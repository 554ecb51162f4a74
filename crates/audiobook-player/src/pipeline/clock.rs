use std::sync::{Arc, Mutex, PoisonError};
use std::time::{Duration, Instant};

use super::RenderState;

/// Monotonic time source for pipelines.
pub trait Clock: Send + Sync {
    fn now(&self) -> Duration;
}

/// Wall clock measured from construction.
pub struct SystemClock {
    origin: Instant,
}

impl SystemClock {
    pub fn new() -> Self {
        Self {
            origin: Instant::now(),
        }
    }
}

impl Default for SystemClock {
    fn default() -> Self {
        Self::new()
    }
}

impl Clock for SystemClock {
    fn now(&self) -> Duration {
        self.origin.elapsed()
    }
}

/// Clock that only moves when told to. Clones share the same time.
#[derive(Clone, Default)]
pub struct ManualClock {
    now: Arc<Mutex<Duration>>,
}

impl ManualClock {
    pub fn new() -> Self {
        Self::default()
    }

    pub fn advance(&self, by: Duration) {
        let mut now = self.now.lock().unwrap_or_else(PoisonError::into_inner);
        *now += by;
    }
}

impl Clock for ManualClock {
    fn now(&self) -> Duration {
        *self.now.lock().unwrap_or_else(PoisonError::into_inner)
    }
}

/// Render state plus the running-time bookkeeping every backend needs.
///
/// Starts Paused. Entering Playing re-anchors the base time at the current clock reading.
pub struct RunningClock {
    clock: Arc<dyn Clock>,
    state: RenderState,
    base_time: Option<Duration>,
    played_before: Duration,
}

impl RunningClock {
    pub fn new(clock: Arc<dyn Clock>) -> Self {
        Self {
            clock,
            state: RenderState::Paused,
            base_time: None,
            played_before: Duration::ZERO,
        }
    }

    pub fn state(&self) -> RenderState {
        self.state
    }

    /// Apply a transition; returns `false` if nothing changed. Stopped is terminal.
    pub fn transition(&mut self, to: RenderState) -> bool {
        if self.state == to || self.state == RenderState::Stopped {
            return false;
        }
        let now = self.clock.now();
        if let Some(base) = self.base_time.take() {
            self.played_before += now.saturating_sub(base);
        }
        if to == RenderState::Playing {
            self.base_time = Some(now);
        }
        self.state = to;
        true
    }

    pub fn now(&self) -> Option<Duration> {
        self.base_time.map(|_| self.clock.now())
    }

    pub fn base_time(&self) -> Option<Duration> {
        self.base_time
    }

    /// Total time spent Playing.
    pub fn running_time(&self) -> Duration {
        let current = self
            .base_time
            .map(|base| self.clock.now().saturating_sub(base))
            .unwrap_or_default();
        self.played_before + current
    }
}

-- -- --

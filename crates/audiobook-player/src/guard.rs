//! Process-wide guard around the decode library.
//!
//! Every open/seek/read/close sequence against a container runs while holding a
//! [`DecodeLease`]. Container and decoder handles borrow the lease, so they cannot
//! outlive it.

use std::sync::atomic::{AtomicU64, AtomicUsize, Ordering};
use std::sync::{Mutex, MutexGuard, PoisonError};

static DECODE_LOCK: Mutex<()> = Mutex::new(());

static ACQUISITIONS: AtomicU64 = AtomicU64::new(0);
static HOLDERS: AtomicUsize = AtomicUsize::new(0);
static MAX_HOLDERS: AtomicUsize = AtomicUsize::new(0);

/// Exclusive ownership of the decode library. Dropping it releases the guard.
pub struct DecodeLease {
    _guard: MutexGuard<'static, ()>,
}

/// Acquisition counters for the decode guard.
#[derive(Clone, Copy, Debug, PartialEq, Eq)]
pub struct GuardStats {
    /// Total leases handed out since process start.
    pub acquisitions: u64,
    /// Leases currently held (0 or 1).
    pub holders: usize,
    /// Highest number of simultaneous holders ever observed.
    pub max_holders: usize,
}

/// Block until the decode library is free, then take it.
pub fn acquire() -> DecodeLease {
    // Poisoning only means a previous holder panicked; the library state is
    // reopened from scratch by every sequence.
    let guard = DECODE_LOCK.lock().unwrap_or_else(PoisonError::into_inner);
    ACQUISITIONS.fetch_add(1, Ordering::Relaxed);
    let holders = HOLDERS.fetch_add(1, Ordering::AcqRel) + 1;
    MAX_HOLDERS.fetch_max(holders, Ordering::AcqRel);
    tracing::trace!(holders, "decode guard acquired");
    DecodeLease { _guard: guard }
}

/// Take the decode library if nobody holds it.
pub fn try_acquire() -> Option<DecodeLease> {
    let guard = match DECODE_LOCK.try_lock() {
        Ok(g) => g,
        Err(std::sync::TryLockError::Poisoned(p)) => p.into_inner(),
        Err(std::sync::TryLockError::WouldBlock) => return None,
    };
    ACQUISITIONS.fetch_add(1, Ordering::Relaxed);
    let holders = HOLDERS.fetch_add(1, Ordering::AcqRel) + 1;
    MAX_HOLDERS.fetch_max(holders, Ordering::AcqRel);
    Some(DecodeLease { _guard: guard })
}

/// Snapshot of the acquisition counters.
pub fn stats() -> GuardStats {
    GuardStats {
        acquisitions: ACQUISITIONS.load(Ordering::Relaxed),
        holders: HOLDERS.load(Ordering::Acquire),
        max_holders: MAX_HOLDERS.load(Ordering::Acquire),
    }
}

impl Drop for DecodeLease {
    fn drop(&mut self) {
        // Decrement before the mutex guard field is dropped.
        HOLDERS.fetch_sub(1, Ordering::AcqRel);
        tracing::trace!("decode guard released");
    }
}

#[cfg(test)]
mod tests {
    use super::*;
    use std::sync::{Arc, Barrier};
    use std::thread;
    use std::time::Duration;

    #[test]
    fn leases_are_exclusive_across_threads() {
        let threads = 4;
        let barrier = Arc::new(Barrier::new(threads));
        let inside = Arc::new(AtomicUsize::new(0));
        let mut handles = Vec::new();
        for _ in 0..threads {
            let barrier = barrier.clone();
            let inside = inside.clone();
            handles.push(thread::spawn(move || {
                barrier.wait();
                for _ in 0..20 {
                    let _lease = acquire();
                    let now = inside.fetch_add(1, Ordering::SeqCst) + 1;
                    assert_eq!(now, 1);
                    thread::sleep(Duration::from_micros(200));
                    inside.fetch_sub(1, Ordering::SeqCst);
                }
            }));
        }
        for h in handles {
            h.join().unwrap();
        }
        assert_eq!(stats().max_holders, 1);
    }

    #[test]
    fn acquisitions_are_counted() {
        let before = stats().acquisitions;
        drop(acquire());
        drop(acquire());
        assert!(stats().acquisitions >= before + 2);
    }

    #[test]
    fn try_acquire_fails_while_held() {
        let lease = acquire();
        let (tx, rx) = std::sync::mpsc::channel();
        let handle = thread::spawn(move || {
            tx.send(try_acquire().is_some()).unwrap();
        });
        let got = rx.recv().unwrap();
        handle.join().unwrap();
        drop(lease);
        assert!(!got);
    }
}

-- -- --

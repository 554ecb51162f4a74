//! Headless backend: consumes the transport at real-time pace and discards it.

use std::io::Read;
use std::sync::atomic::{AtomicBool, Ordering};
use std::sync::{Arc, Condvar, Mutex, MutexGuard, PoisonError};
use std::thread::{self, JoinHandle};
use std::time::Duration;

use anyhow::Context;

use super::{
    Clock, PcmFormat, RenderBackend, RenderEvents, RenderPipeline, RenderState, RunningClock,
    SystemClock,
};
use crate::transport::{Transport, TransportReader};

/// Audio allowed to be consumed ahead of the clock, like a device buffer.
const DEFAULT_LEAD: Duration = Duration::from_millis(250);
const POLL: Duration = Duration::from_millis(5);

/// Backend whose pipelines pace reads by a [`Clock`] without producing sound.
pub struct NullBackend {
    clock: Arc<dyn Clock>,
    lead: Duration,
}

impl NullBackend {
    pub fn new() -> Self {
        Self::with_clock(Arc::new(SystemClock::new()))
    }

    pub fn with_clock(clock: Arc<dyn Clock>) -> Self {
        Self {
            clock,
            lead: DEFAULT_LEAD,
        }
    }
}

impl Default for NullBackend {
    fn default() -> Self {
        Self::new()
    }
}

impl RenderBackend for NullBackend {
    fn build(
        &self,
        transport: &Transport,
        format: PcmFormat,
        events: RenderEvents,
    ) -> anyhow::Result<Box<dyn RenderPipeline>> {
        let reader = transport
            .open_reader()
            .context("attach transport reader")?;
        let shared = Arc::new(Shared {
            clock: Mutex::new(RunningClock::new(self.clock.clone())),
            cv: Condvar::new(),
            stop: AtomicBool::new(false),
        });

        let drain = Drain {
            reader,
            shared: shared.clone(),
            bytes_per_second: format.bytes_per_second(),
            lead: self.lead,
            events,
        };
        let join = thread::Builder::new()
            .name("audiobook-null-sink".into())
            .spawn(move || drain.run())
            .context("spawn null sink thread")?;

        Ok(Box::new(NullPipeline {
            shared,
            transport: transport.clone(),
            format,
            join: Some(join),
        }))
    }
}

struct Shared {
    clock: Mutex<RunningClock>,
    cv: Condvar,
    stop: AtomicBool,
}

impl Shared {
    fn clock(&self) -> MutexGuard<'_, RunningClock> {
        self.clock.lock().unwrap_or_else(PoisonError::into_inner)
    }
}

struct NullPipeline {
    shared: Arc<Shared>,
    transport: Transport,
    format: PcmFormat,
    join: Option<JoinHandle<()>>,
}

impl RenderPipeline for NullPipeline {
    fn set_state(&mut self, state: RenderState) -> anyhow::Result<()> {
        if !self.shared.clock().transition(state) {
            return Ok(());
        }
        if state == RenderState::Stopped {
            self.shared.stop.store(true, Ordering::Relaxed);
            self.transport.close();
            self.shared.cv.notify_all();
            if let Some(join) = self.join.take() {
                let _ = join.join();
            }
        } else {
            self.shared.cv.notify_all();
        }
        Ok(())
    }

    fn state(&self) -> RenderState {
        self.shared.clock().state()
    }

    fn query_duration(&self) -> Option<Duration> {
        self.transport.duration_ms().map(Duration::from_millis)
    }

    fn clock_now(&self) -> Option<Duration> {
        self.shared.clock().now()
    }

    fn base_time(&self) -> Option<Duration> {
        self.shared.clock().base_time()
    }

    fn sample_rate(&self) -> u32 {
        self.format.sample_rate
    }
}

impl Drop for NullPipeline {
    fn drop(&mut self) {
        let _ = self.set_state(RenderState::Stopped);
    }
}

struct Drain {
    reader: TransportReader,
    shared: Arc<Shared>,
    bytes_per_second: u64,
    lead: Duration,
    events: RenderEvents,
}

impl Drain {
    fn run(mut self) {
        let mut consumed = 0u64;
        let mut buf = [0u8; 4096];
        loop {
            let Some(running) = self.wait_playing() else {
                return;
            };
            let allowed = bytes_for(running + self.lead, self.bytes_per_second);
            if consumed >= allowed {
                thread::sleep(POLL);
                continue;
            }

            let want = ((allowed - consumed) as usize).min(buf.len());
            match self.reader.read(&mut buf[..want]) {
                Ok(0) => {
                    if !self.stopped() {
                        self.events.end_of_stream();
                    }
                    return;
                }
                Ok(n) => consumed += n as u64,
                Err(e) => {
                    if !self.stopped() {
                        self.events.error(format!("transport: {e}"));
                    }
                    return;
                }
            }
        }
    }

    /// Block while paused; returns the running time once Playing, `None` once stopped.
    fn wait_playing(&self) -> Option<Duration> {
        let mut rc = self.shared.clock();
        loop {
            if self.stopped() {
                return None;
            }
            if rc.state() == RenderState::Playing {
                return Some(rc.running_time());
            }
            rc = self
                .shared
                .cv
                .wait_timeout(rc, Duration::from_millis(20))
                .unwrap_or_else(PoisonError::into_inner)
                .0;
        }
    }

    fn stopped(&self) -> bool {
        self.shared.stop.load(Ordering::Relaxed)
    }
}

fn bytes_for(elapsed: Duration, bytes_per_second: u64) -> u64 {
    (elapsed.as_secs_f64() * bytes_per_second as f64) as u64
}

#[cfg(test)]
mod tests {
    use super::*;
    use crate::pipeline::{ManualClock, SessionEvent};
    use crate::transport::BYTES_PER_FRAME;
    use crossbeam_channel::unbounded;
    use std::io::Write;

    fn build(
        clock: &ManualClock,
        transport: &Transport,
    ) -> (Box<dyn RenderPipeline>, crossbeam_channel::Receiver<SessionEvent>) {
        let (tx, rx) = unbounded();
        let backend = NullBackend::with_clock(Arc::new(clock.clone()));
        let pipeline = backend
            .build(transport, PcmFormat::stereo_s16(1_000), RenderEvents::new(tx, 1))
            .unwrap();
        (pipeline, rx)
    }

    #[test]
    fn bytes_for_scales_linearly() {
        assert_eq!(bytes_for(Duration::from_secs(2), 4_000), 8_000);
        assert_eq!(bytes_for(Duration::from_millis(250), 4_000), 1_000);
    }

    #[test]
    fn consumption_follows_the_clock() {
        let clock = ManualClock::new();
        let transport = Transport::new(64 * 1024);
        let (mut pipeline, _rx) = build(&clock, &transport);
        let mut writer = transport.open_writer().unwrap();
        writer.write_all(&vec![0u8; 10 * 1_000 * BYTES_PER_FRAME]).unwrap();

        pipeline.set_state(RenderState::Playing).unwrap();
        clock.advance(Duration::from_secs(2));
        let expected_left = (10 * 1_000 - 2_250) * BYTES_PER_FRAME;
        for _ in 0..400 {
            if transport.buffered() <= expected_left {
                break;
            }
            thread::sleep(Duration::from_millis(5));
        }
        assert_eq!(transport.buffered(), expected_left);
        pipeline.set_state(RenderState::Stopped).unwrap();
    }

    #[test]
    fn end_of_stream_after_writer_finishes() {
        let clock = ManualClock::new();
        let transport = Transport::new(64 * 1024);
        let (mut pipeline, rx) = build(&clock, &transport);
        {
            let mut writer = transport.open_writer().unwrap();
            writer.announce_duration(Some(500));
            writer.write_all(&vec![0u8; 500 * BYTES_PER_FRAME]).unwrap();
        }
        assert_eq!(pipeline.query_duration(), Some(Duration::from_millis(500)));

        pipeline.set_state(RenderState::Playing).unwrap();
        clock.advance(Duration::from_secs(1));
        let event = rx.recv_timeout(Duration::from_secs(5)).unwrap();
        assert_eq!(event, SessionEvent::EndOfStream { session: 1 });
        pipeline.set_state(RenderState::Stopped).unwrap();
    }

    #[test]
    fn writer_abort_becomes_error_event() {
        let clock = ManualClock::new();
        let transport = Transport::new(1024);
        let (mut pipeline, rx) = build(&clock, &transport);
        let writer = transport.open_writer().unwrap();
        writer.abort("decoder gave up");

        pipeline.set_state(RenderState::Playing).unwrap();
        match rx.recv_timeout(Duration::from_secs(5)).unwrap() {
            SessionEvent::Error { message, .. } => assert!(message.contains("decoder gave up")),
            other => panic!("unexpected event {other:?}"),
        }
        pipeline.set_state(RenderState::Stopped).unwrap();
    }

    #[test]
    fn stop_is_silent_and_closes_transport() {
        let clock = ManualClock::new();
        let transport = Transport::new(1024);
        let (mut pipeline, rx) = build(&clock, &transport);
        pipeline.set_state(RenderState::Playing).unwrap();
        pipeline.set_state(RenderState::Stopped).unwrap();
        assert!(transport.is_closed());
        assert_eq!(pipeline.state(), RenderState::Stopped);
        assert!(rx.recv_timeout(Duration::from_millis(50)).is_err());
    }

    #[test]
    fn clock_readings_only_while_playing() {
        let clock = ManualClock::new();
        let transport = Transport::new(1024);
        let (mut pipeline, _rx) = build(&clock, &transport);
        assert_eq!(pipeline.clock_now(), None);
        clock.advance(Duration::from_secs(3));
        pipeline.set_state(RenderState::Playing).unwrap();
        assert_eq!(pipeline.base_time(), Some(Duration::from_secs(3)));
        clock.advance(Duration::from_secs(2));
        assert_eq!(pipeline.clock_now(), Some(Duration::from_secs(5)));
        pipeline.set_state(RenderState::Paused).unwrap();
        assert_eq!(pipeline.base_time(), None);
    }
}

-- -- --

> **DESCRIPTION OF THE TASK**: What lines above contain the word "super"? Return each such line.

> **RESPONSE BOX**:
use super::RenderState;
    use super::*;
use super::{
    use super::*;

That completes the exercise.